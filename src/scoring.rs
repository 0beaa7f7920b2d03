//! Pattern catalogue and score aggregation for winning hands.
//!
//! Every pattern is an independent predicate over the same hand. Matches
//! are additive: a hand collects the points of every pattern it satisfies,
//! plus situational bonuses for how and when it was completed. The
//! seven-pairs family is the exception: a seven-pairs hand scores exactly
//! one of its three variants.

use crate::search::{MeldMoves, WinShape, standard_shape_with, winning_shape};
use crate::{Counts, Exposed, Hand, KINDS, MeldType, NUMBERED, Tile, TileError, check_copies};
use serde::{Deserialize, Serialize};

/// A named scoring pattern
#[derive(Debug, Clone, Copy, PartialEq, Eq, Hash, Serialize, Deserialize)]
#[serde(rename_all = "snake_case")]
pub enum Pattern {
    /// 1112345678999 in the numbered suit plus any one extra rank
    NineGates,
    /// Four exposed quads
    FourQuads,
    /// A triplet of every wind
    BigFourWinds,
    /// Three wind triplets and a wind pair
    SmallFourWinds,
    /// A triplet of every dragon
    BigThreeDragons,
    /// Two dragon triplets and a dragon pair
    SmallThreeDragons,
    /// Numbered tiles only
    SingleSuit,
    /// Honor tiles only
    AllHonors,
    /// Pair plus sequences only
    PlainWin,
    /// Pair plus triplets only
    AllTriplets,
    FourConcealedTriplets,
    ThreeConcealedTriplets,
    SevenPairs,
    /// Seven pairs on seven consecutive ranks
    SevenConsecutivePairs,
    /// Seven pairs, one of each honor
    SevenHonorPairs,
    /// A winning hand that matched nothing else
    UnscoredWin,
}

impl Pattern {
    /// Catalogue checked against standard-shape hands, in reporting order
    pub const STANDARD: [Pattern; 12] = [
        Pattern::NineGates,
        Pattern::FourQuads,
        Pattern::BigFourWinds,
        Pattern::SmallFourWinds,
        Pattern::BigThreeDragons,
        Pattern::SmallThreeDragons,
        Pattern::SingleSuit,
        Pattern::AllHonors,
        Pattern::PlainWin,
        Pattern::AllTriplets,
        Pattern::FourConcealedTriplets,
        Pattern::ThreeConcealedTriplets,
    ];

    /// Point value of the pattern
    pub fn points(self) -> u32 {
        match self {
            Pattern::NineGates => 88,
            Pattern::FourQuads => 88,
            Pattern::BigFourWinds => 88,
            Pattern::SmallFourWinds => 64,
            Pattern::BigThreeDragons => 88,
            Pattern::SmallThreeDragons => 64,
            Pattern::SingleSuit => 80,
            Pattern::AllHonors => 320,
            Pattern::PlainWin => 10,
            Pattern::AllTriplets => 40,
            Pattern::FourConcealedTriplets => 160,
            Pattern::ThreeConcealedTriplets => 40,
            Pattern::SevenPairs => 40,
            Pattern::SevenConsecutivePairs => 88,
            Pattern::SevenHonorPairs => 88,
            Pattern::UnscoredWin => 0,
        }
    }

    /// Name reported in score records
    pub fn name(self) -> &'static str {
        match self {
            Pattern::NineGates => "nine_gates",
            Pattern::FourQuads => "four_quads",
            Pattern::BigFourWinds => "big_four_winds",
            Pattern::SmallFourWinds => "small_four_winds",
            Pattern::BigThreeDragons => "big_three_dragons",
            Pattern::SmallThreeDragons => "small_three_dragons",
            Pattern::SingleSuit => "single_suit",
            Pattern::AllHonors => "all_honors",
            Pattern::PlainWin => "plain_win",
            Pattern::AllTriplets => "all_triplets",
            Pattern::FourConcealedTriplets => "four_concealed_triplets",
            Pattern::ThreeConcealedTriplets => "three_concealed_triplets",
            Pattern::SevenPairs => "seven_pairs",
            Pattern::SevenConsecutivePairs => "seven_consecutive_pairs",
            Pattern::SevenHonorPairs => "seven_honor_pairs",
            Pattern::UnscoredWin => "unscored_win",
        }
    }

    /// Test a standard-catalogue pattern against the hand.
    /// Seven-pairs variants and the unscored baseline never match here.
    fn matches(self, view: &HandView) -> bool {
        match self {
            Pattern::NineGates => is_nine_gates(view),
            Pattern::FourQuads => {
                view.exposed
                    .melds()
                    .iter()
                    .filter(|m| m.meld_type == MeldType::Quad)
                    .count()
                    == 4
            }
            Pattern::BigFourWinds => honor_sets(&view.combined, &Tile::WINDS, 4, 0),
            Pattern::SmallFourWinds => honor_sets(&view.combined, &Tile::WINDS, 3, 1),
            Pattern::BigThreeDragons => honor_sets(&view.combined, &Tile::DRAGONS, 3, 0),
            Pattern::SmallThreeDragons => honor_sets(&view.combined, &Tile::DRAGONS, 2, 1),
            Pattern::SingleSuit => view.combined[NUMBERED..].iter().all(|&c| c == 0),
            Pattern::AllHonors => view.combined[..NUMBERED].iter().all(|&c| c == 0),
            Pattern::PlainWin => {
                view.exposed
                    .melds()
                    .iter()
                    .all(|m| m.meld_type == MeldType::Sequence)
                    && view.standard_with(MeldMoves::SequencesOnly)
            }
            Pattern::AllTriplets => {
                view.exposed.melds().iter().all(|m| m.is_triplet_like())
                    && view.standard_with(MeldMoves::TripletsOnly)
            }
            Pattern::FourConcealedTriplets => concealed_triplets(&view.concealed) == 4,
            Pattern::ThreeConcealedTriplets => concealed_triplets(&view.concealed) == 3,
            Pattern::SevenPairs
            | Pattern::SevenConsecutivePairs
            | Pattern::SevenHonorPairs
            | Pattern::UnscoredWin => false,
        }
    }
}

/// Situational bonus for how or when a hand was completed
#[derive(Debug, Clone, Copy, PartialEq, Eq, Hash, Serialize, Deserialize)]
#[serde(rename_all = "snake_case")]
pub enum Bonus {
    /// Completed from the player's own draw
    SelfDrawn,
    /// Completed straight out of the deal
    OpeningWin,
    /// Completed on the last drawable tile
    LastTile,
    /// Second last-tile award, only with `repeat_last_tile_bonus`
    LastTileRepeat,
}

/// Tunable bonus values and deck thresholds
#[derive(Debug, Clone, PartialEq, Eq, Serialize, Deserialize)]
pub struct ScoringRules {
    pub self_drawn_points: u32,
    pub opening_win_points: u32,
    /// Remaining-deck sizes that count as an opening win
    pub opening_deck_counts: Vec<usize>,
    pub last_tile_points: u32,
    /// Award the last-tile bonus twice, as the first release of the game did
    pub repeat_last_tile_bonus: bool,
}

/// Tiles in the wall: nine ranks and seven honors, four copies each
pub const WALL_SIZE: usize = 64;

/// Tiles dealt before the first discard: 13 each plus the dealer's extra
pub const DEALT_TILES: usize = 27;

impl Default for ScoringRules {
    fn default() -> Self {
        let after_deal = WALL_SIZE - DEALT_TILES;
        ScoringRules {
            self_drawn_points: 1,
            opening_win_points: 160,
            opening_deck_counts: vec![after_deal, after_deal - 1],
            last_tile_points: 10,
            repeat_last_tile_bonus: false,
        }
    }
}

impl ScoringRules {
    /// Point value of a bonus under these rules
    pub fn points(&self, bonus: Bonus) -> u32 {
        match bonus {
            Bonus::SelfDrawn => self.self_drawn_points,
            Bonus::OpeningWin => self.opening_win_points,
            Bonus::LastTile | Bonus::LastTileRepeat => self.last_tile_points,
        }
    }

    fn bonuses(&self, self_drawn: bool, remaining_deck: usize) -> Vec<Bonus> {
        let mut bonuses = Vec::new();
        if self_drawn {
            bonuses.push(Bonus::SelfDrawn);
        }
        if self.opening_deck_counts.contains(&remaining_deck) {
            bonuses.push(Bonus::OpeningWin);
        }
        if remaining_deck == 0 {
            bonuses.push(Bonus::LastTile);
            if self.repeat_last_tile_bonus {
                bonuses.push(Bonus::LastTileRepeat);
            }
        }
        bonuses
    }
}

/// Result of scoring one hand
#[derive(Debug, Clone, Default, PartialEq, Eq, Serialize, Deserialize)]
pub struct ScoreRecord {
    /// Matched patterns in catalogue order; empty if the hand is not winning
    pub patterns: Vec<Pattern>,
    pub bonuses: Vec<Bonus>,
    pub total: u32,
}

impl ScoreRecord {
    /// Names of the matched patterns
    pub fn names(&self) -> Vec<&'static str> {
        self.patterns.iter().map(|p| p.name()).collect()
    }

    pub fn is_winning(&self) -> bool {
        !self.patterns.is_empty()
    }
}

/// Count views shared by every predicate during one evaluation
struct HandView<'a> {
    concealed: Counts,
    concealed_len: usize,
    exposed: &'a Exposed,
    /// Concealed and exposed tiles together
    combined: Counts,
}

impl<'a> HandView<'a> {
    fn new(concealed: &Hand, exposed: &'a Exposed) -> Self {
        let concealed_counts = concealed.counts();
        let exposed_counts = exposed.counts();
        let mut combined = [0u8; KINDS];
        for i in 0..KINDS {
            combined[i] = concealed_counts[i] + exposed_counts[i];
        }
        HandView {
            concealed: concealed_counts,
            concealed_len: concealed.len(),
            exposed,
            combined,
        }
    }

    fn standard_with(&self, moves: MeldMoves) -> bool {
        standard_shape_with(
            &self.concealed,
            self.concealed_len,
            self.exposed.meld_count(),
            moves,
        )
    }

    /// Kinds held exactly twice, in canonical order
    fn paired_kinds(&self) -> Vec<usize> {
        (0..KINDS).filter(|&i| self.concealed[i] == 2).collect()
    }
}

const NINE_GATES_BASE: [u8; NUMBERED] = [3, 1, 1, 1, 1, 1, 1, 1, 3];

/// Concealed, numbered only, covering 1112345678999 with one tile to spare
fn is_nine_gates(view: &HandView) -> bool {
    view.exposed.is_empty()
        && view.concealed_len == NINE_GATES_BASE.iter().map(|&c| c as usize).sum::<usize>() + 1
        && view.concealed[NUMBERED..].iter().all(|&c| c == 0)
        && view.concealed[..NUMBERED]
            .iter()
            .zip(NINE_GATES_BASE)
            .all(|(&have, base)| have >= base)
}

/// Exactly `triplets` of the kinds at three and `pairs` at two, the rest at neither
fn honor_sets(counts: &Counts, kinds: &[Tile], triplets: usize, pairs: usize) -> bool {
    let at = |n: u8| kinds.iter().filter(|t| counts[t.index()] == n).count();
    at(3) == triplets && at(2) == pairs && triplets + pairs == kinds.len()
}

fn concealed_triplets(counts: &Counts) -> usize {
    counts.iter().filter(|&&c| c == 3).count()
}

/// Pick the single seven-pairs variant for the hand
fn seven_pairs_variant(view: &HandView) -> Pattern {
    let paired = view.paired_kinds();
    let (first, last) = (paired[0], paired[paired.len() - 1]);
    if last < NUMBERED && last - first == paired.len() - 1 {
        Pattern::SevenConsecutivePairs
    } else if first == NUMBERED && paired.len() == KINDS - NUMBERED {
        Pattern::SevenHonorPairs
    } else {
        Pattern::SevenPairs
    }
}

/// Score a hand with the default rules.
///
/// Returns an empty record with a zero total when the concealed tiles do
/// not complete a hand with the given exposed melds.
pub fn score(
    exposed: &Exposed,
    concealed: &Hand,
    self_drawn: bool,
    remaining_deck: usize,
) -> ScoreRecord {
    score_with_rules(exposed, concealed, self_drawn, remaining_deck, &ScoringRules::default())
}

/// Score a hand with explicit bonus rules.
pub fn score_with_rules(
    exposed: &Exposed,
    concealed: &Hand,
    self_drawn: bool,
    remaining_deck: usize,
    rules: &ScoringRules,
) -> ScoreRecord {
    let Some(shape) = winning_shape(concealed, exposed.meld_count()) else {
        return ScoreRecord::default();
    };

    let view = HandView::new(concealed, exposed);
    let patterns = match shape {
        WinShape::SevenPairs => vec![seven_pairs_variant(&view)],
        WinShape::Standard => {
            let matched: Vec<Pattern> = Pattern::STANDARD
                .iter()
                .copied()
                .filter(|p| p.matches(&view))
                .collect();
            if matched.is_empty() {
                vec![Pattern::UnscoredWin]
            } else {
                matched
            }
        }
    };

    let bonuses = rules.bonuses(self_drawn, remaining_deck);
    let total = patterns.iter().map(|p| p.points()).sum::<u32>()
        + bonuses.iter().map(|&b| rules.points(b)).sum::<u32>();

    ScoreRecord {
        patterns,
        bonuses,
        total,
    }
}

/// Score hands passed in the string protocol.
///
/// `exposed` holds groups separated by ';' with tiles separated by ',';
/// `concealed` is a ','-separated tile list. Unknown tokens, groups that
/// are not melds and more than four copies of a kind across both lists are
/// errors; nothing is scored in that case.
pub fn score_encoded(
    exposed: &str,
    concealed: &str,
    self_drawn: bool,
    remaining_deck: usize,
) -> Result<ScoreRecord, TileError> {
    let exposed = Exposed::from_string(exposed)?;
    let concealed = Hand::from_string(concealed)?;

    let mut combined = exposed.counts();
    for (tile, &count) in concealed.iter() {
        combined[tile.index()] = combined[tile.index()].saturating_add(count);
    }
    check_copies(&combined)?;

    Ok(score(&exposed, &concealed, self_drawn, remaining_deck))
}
---
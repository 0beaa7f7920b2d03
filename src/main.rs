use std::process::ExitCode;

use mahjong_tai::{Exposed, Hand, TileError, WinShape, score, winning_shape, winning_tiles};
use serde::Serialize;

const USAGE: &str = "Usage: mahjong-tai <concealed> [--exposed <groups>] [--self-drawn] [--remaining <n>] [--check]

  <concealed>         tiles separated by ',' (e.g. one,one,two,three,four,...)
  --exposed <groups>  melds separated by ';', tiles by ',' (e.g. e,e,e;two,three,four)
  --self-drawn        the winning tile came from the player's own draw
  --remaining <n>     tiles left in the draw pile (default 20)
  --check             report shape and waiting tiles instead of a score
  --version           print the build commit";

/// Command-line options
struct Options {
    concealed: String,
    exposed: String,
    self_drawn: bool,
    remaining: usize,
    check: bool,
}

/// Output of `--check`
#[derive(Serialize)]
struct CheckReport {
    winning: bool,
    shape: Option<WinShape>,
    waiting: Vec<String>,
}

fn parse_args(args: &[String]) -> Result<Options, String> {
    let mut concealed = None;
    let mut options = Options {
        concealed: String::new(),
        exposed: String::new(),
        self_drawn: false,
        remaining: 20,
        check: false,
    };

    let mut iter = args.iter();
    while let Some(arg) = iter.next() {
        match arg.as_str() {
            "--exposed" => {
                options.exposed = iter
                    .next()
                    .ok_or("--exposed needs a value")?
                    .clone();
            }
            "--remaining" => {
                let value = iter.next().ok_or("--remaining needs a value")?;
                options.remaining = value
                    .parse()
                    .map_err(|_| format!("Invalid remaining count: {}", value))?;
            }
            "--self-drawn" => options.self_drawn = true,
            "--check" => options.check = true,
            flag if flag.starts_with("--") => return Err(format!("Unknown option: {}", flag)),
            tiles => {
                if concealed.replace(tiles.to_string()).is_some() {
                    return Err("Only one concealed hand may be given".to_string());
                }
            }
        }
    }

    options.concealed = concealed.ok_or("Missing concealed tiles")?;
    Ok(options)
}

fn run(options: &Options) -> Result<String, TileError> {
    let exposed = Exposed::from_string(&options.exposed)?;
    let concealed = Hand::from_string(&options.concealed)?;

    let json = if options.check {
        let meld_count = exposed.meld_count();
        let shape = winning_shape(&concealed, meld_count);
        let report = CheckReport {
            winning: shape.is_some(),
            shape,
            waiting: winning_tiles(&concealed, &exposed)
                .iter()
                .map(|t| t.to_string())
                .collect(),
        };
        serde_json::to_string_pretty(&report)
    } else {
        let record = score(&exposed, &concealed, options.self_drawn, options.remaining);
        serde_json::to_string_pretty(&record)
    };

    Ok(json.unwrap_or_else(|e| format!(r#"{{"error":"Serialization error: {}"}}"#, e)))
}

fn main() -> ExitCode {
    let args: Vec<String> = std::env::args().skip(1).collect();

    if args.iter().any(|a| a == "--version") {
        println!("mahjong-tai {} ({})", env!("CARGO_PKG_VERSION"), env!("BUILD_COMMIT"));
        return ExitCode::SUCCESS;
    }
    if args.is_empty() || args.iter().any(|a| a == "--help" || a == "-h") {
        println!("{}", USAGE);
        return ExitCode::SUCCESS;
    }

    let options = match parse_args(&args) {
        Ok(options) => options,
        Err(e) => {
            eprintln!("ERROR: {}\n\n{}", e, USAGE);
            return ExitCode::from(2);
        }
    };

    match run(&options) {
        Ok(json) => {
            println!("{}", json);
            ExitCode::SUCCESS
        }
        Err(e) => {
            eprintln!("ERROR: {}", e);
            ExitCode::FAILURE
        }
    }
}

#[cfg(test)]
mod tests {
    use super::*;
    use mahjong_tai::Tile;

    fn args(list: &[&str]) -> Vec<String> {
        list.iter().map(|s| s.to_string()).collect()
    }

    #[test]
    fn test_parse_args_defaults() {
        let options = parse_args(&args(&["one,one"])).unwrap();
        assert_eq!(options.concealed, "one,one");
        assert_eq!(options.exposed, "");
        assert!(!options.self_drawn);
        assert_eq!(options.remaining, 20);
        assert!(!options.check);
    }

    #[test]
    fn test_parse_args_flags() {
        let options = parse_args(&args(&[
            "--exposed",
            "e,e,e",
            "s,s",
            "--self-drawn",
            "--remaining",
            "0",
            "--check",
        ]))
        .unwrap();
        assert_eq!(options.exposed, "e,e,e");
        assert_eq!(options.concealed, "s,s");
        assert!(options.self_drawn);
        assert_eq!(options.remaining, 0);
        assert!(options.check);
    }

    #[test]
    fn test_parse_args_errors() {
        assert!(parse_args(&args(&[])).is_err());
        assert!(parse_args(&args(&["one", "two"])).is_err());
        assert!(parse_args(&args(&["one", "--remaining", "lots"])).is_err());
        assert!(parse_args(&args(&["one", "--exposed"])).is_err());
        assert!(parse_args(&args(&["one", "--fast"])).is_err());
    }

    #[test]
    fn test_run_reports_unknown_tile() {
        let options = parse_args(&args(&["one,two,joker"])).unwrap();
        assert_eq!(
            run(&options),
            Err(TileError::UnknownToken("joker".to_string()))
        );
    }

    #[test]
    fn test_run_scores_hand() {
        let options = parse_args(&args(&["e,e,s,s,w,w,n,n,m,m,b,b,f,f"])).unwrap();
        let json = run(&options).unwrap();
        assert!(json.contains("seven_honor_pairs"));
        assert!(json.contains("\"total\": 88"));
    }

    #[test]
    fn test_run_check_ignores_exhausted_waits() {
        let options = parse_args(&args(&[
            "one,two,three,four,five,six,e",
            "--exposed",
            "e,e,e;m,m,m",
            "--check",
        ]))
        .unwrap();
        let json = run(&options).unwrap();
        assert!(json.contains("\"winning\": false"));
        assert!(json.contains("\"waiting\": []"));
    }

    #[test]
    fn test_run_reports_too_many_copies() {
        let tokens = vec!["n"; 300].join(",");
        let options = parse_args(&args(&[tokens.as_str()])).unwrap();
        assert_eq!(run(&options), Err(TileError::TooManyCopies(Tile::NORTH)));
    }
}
---
[Required work]: From the records above, retype only the lines starting at the line that contains "Honor tiles only" and ending at the line that contains "pub const STANDARD: [Pattern;", both included.

[Solution below]:
    /// Honor tiles only
    AllHonors,
    /// Pair plus sequences only
    PlainWin,
    /// Pair plus triplets only
    AllTriplets,
    FourConcealedTriplets,
    ThreeConcealedTriplets,
    SevenPairs,
    /// Seven pairs on seven consecutive ranks
    SevenConsecutivePairs,
    /// Seven pairs, one of each honor
    SevenHonorPairs,
    /// A winning hand that matched nothing else
    UnscoredWin,
}

impl Pattern {
    /// Catalogue checked against standard-shape hands, in reporting order
    pub const STANDARD: [Pattern; 12] = [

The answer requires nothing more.